The Documentation is simple enough to install but not quite simple to configure it.

Configuring Caddy is dead simple! Suppose that you have a docker container or any other service on localhost:8000. You can easily get it up and running by simply changing a simple file.

For that, run to sudo nano /etc/caddy/Caddyfile and go to the end and add something like this:

test.amirpourmand.ir {
	reverse_proxy localhost:8000
}

That’s it! Restart Caddy via sudo systemctl restart caddy and you should see your url which points to this service. It is also https by default.

Wasn’t that simple?

You can now start configuring it more.

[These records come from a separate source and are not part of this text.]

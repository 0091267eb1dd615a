use serde::{Deserialize, Serialize};

/// Root configuration.
#[derive(Debug, Clone, Default, Deserialize, Serialize)]
pub struct Config {
    #[serde(default)]
    pub manager: ManagerConfig,
    #[serde(default)]
    pub engine: EngineConfig,
    #[serde(default)]
    pub extractor: ExtractorConfig,
}

/// Download manager configuration.
///
/// All fields can be live-reconfigured through the manager's
/// `update_config`; none of them require an engine restart.
#[derive(Debug, Clone, Deserialize, Serialize)]
pub struct ManagerConfig {
    /// Maximum torrents downloading at once (0 = unlimited).
    /// Lowering this never pauses already-active torrents; it only
    /// throttles future admissions.
    #[serde(default = "default_max_concurrent")]
    pub max_concurrent_downloads: usize,

    /// Extract recognized archives after a download completes.
    #[serde(default = "default_true")]
    pub extract_archives: bool,

    /// Engine-wide download cap in KB/s (0 = unlimited).
    #[serde(default)]
    pub download_limit_kbs: u64,

    /// Engine-wide upload cap in KB/s (0 = unlimited).
    #[serde(default)]
    pub upload_limit_kbs: u64,

    /// Automatically promote the next waiting torrent when a slot frees.
    #[serde(default = "default_true")]
    pub auto_start: bool,

    /// How often the alert loop drains the engine (milliseconds).
    #[serde(default = "default_poll_interval")]
    pub poll_interval_ms: u64,

    /// Free-space floor for the disk watchdog. Active downloads are paused
    /// when available space under a destination drops below this.
    #[serde(default = "default_min_free_disk")]
    pub min_free_disk_bytes: u64,

    /// Journal entries kept per torrent.
    #[serde(default = "default_journal_capacity")]
    pub journal_capacity: usize,
}

fn default_max_concurrent() -> usize {
    3
}

fn default_true() -> bool {
    true
}

fn default_poll_interval() -> u64 {
    1000
}

fn default_min_free_disk() -> u64 {
    500 * 1024 * 1024 // 500 MiB
}

fn default_journal_capacity() -> usize {
    500
}

impl Default for ManagerConfig {
    fn default() -> Self {
        Self {
            max_concurrent_downloads: default_max_concurrent(),
            extract_archives: true,
            download_limit_kbs: 0,
            upload_limit_kbs: 0,
            auto_start: true,
            poll_interval_ms: default_poll_interval(),
            min_free_disk_bytes: default_min_free_disk(),
            journal_capacity: default_journal_capacity(),
        }
    }
}

/// Torrent engine configuration.
#[derive(Debug, Clone, Deserialize, Serialize)]
pub struct EngineConfig {
    /// Default directory downloads are written to.
    #[serde(default = "default_download_path")]
    pub download_path: String,

    /// Enable DHT for trackerless magnets.
    #[serde(default = "default_true")]
    pub enable_dht: bool,

    /// Fixed TCP listen port (None = let the engine pick).
    #[serde(default)]
    pub listen_port: Option<u16>,

    /// How long to wait for magnet metadata before failing the add (seconds).
    #[serde(default = "default_metadata_timeout")]
    pub metadata_timeout_secs: u64,
}

fn default_download_path() -> String {
    "downloads".to_string()
}

fn default_metadata_timeout() -> u64 {
    60
}

impl Default for EngineConfig {
    fn default() -> Self {
        Self {
            download_path: default_download_path(),
            enable_dht: true,
            listen_port: None,
            metadata_timeout_secs: default_metadata_timeout(),
        }
    }
}

/// Archive extractor configuration.
#[derive(Debug, Clone, Deserialize, Serialize)]
pub struct ExtractorConfig {
    /// `7z` executable used for .7z archives.
    #[serde(default = "default_sevenzip_path")]
    pub sevenzip_path: String,

    /// `unrar` executable used for .rar archives.
    #[serde(default = "default_unrar_path")]
    pub unrar_path: String,

    /// Hard timeout for external extraction processes (seconds).
    #[serde(default = "default_extract_timeout")]
    pub external_timeout_secs: u64,
}

fn default_sevenzip_path() -> String {
    "7z".to_string()
}

fn default_unrar_path() -> String {
    "unrar".to_string()
}

fn default_extract_timeout() -> u64 {
    60
}

impl Default for ExtractorConfig {
    fn default() -> Self {
        Self {
            sevenzip_path: default_sevenzip_path(),
            unrar_path: default_unrar_path(),
            external_timeout_secs: default_extract_timeout(),
        }
    }
}

#[cfg(test)]
mod tests {
    use super::*;

    #[test]
    fn test_manager_defaults() {
        let config = ManagerConfig::default();
        assert_eq!(config.max_concurrent_downloads, 3);
        assert!(config.extract_archives);
        assert_eq!(config.download_limit_kbs, 0);
        assert!(config.auto_start);
        assert_eq!(config.poll_interval_ms, 1000);
        assert_eq!(config.journal_capacity, 500);
    }

    #[test]
    fn test_engine_defaults() {
        let config = EngineConfig::default();
        assert_eq!(config.download_path, "downloads");
        assert!(config.enable_dht);
        assert!(config.listen_port.is_none());
        assert_eq!(config.metadata_timeout_secs, 60);
    }

    #[test]
    fn test_deserialize_minimal() {
        let config: Config = toml::from_str("").unwrap();
        assert_eq!(config.manager.max_concurrent_downloads, 3);
        assert_eq!(config.extractor.external_timeout_secs, 60);
    }

    #[test]
    fn test_deserialize_full() {
        let toml = r#"
            [manager]
            max_concurrent_downloads = 1
            extract_archives = false
            download_limit_kbs = 2048
            upload_limit_kbs = 128
            auto_start = false
            poll_interval_ms = 250

            [engine]
            download_path = "/media/incoming"
            enable_dht = false
            listen_port = 6881

            [extractor]
            sevenzip_path = "/usr/bin/7z"
            external_timeout_secs = 120
        "#;
        let config: Config = toml::from_str(toml).unwrap();
        assert_eq!(config.manager.max_concurrent_downloads, 1);
        assert!(!config.manager.extract_archives);
        assert_eq!(config.manager.download_limit_kbs, 2048);
        assert!(!config.manager.auto_start);
        assert_eq!(config.engine.download_path, "/media/incoming");
        assert_eq!(config.engine.listen_port, Some(6881));
        assert_eq!(config.extractor.sevenzip_path, "/usr/bin/7z");
        assert_eq!(config.extractor.external_timeout_secs, 120);
    }
}
//! The torrent download manager.
//!
//! Owns the catalog of managed torrents and drives them through their
//! lifecycle: source resolution, gated admission to the engine, alert
//! polling, archive extraction, notifications and session persistence.

use std::collections::{HashMap, VecDeque};
use std::path::{Path, PathBuf};
use std::sync::atomic::{AtomicBool, Ordering};
use std::sync::Arc;
use std::time::Duration;

use once_cell::sync::Lazy;
use regex_lite::Regex;
use tokio::sync::{broadcast, Mutex, RwLock};
use tokio::task::JoinHandle;
use tracing::{debug, info, warn};

use crate::config::Config;
use crate::engine::{AttachRequest, EngineAlert, EngineError, TorrentEngine, TorrentId};
use crate::extract::ArchiveExtractor;
use crate::health::{HealthChecker, TorrentHealthReport};
use crate::journal::{LogLevel, LogStep, TorrentLogEntry, TorrentLogRecorder};
use crate::metrics;
use crate::session::{SessionStateError, SessionStateStore};

use super::gate::ConcurrencyGate;
use super::listener::{ListenerSet, TorrentNotificationListener};
use super::types::{ManagerError, ManagerSettings, TorrentState, TorrentStatus};

/// Timeout for fetching a `.torrent` file over HTTP.
const TORRENT_FETCH_TIMEOUT: Duration = Duration::from_secs(30);

/// Magnet URIs must carry a btih info hash (40 hex or 32 base32 chars).
static MAGNET_RE: Lazy<Regex> = Lazy::new(|| {
    Regex::new(r"^magnet:\?.*xt=urn:btih:([0-9a-fA-F]{40}|[0-9A-Za-z]{32})")
        .unwrap()
});

/// How a torrent source attaches to the engine, resolved at add time.
#[derive(Clone)]
enum AttachPayload {
    Magnet(String),
    Bytes {
        data: Vec<u8>,
        filename: Option<String>,
    },
}

struct DownloadEntry {
    state: TorrentState,
    payload: AttachPayload,
}

/// The torrent download manager.
///
/// Cheap to clone; all state is shared. Synchronous validation errors come
/// back through `Result`; failures that happen after admission surface as
/// an `Error` status plus journal entries and listener callbacks.
#[derive(Clone)]
pub struct TorrentDownloadManager {
    inner: Arc<ManagerInner>,
}

struct ManagerInner {
    engine: Arc<dyn TorrentEngine>,
    settings: RwLock<ManagerSettings>,
    poll_interval_ms: u64,
    min_free_disk_bytes: u64,
    download_root: PathBuf,

    catalog: RwLock<HashMap<String, DownloadEntry>>,
    by_id: RwLock<HashMap<TorrentId, String>>,
    waiting: Mutex<VecDeque<String>>,
    gate: ConcurrencyGate,
    journal: TorrentLogRecorder,
    listeners: ListenerSet,
    extractor: Arc<ArchiveExtractor>,
    health: HealthChecker,
    session: SessionStateStore,
    extraction_tasks: Mutex<HashMap<String, JoinHandle<()>>>,

    running: AtomicBool,
    disk_low: AtomicBool,
    shutdown_tx: broadcast::Sender<()>,
}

And also add more sections to this config file.

But I can’t think about anything more simple to get me to the point where I am. I normally have multiple docker containers which I need to expose to the internet via some URL and this is the way I do it!

Note that you can restart caddy by both of these commands:

sudo systemctl reload caddy
sudo systemctl restart caddy

Note2: Don’t forget to open port 80 and 443 on your VM. Most likely it is blocked by your VM service provider and you should allow that. (You don’t have to allow internal ports like 8000 in this example. Caddy internally routes external requests to these ports).

References

What I’ve learned is related to this video and my own research about it.